Work instructions
In full and without alteration, print the entries.

Collected data entries

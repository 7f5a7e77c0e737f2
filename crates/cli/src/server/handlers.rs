//! Route handlers.

use axum::body::Bytes;
use axum::extract::multipart::{Multipart, MultipartError, MultipartRejection};
use axum::extract::State;
use axum::http::StatusCode;
use axum::Json;
use firegpt_core::AppError;
use firegpt_llm::discover_models;
use serde_json::{json, Value};
use std::sync::Arc;

use crate::server::error::ApiError;
use crate::state::AppState;

/// Multipart field carrying an uploaded document.
const UPLOAD_FIELD: &str = "file";

type ApiResult = Result<Json<Value>, ApiError>;

pub async fn ask(State(state): State<Arc<AppState>>, body: Bytes) -> ApiResult {
    let body = parse_body(&body)?;
    let query = body
        .get("query")
        .and_then(Value::as_str)
        .map(str::trim)
        .filter(|q| !q.is_empty())
        .ok_or_else(|| AppError::InvalidInput("No query provided.".to_string()))?;

    let answer = state.pipeline.ask(query).await?;

    let mut response = json!({ "response": answer.text });
    if let Some(location) = answer.location {
        response["location"] = json!(location);
    }
    Ok(Json(response))
}

pub async fn plan_action(State(state): State<Arc<AppState>>, body: Bytes) -> ApiResult {
    let body = parse_body(&body)?;
    let lat = coordinate_field(&body, "latitude")?;
    let lon = coordinate_field(&body, "longitude")?;

    let plan = state.pipeline.plan_action(lat, lon).await?;
    Ok(Json(json!(plan)))
}

pub async fn list_models(State(state): State<Arc<AppState>>) -> ApiResult {
    let models: Vec<String> = discover_models(&state.models_dir)?
        .iter()
        .filter_map(|p| p.file_name())
        .map(|name| name.to_string_lossy().to_string())
        .collect();
    let current = state.pipeline.registry().current().await;

    Ok(Json(json!({ "models": models, "current": current })))
}

pub async fn set_model(State(state): State<Arc<AppState>>, body: Bytes) -> ApiResult {
    let body = parse_body(&body)?;
    let requested = body
        .get("model")
        .and_then(Value::as_str)
        .map(str::trim)
        .filter(|m| !m.is_empty())
        .ok_or_else(|| AppError::InvalidInput("No model provided.".to_string()))?;

    let path = state.model_path(requested);
    let current = state.pipeline.registry().swap(&path).await?;

    Ok(Json(json!({ "success": true, "current": current })))
}

pub async fn upload_doc(
    State(state): State<Arc<AppState>>,
    multipart: Result<Multipart, MultipartRejection>,
) -> ApiResult {
    let mut multipart = multipart
        .map_err(|e| AppError::InvalidInput(format!("Expected a multipart upload: {}", e)))?;

    while let Some(field) = multipart.next_field().await.map_err(multipart_error)? {
        if field.name() != Some(UPLOAD_FIELD) {
            continue;
        }

        let filename = field
            .file_name()
            .map(str::to_string)
            .filter(|name| !name.is_empty())
            .ok_or_else(|| AppError::InvalidInput("Uploaded file has no name.".to_string()))?;
        let bytes = field.bytes().await.map_err(multipart_error)?;

        let result = state.ingestor.ingest(&filename, &bytes).await?;
        return Ok(Json(json!({ "success": true, "text": result.text })));
    }

    Err(AppError::InvalidInput("No file uploaded.".to_string()).into())
}

pub async fn health(State(state): State<Arc<AppState>>) -> ApiResult {
    let store = Arc::clone(state.pipeline.store());
    let stats = tokio::task::spawn_blocking(move || store.stats())
        .await
        .map_err(|e| AppError::Knowledge(format!("Stats task failed: {}", e)))??;
    let model = state.pipeline.registry().current().await;

    Ok(Json(json!({
        "status": "ok",
        "model": model,
        "chunks": stats.chunks_count
    })))
}

fn parse_body(body: &[u8]) -> Result<Value, AppError> {
    let value: Value = serde_json::from_slice(body)
        .map_err(|e| AppError::InvalidInput(format!("Request body must be JSON: {}", e)))?;
    if !value.is_object() {
        return Err(AppError::InvalidInput(
            "Request body must be a JSON object".to_string(),
        ));
    }
    Ok(value)
}

/// Numeric field, also accepting numbers sent as strings.
fn coordinate_field(body: &Value, key: &str) -> Result<f64, AppError> {
    let value = match body.get(key) {
        Some(Value::Number(n)) => n.as_f64(),
        Some(Value::String(s)) => s.trim().parse::<f64>().ok(),
        _ => None,
    };

    value
        .filter(|v| v.is_finite())
        .ok_or_else(|| AppError::InvalidInput(format!("'{}' must be a number.", key)))
}

fn multipart_error(err: MultipartError) -> AppError {
    if err.status() == StatusCode::PAYLOAD_TOO_LARGE {
        AppError::PayloadTooLarge(err.body_text())
    } else {
        AppError::InvalidInput(format!("Malformed upload: {}", err.body_text()))
    }
}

Finished task
repository 7f5a7e77c0e737f2
filename crates/cli/src/server/handlers.rs
//! Route handlers.

use axum::body::Bytes;
use axum::extract::multipart::{Multipart, MultipartError, MultipartRejection};
use axum::extract::State;
use axum::http::StatusCode;
use axum::Json;
use firegpt_core::AppError;
use firegpt_llm::discover_models;
use serde_json::{json, Value};
use std::sync::Arc;

use crate::server::error::ApiError;
use crate::state::AppState;

/// Multipart field carrying an uploaded document.
const UPLOAD_FIELD: &str = "file";

type ApiResult = Result<Json<Value>, ApiError>;

pub async fn ask(State(state): State<Arc<AppState>>, body: Bytes) -> ApiResult {
    let body = parse_body(&body)?;
    let query = body
        .get("query")
        .and_then(Value::as_str)
        .map(str::trim)
        .filter(|q| !q.is_empty())
        .ok_or_else(|| AppError::InvalidInput("No query provided.".to_string()))?;

    let answer = state.pipeline.ask(query).await?;

    let mut response = json!({ "response": answer.text });
    if let Some(location) = answer.location {
        response["location"] = json!(location);
    }
    Ok(Json(response))
}

pub async fn plan_action(State(state): State<Arc<AppState>>, body: Bytes) -> ApiResult {
    let body = parse_body(&body)?;
    let lat = coordinate_field(&body, "latitude")?;
    let lon = coordinate_field(&body, "longitude")?;

    let plan = state.pipeline.plan_action(lat, lon).await?;
    Ok(Json(json!(plan)))
}

pub async fn list_models(State(state): State<Arc<AppState>>) -> ApiResult {
    let models: Vec<String> = discover_models(&state.models_dir)?
        .iter()
        .filter_map(|p| p.file_name())
        .map(|name| name.to_string_lossy().to_string())
        .collect();
    let current = state.pipeline.registry().current().await;

    Ok(Json(json!({ "models": models, "current": current })))
}

pub async fn set_model(State(state): State<Arc<AppState>>, body: Bytes) -> ApiResult {
    let body = parse_body(&body)?;
    let requested = body
        .get("model")
        .and_then(Value::as_str)
        .map(str::trim)
        .filter(|m| !m.is_empty())
        .ok_or_else(|| AppError::InvalidInput("No model provided.".to_string()))?;

    let path = state.model_path(requested);
    let current = state.pipeline.registry().swap(&path).await?;

    Ok(Json(json!({ "success": true, "current": current })))
}

pub async fn upload_doc(
    State(state): State<Arc<AppState>>,
    multipart: Result<Multipart, MultipartRejection>,
) -> ApiResult {
    let mut multipart = multipart
        .map_err(|e| AppError::InvalidInput(format!("Expected a multipart upload: {}", e)))?;

    while let Some(field) = multipart.next_field().await.map_err(multipart_error)? {
        if field.name() != Some(UPLOAD_FIELD) {
            continue;
        }

        let filename = field
            .file_name()
            .map(str::to_string)
            .filter(|name| !name.is_empty())
            .ok_or_else(|| AppError::InvalidInput("Uploaded file has no name.".to_string()))?;
        let bytes = field.bytes().await.map_err(multipart_error)?;

        let result = state.ingestor.ingest(&filename, &bytes).await?;
        return Ok(Json(json!({ "success": true, "text": result.text })));
    }

    Err(AppError::InvalidInput("No file uploaded.".to_string()).into())
}

pub async fn health(State(state): State<Arc<AppState>>) -> ApiResult {
    let store = Arc::clone(state.pipeline.store());
    let stats = tokio::task::spawn_blocking(move || store.stats())
        .await
        .map_err(|e| AppError::Knowledge(format!("Stats task failed: {}", e)))??;
    let model = state.pipeline.registry().current().await;

    Ok(Json(json!({
        "status": "ok",
        "model": model,
        "chunks": stats.chunks_count
    })))
}

fn parse_body(body: &[u8]) -> Result<Value, AppError> {
    let value: Value = serde_json::from_slice(body)
        .map_err(|e| AppError::InvalidInput(format!("Request body must be JSON: {}", e)))?;
    if !value.is_object() {
        return Err(AppError::InvalidInput(
            "Request body must be a JSON object".to_string(),
        ));
    }
    Ok(value)
}

/// Numeric field, also accepting numbers sent as strings.
fn coordinate_field(body: &Value, key: &str) -> Result<f64, AppError> {
    let value = match body.get(key) {
        Some(Value::Number(n)) => n.as_f64(),
        Some(Value::String(s)) => s.trim().parse::<f64>().ok(),
        _ => None,
    };

    value
        .filter(|v| v.is_finite())
        .ok_or_else(|| AppError::InvalidInput(format!("'{}' must be a number.", key)))
}

fn multipart_error(err: MultipartError) -> AppError {
    if err.status() == StatusCode::PAYLOAD_TOO_LARGE {
        AppError::PayloadTooLarge(err.body_text())
    } else {
        AppError::InvalidInput(format!("Malformed upload: {}", err.body_text()))
    }
}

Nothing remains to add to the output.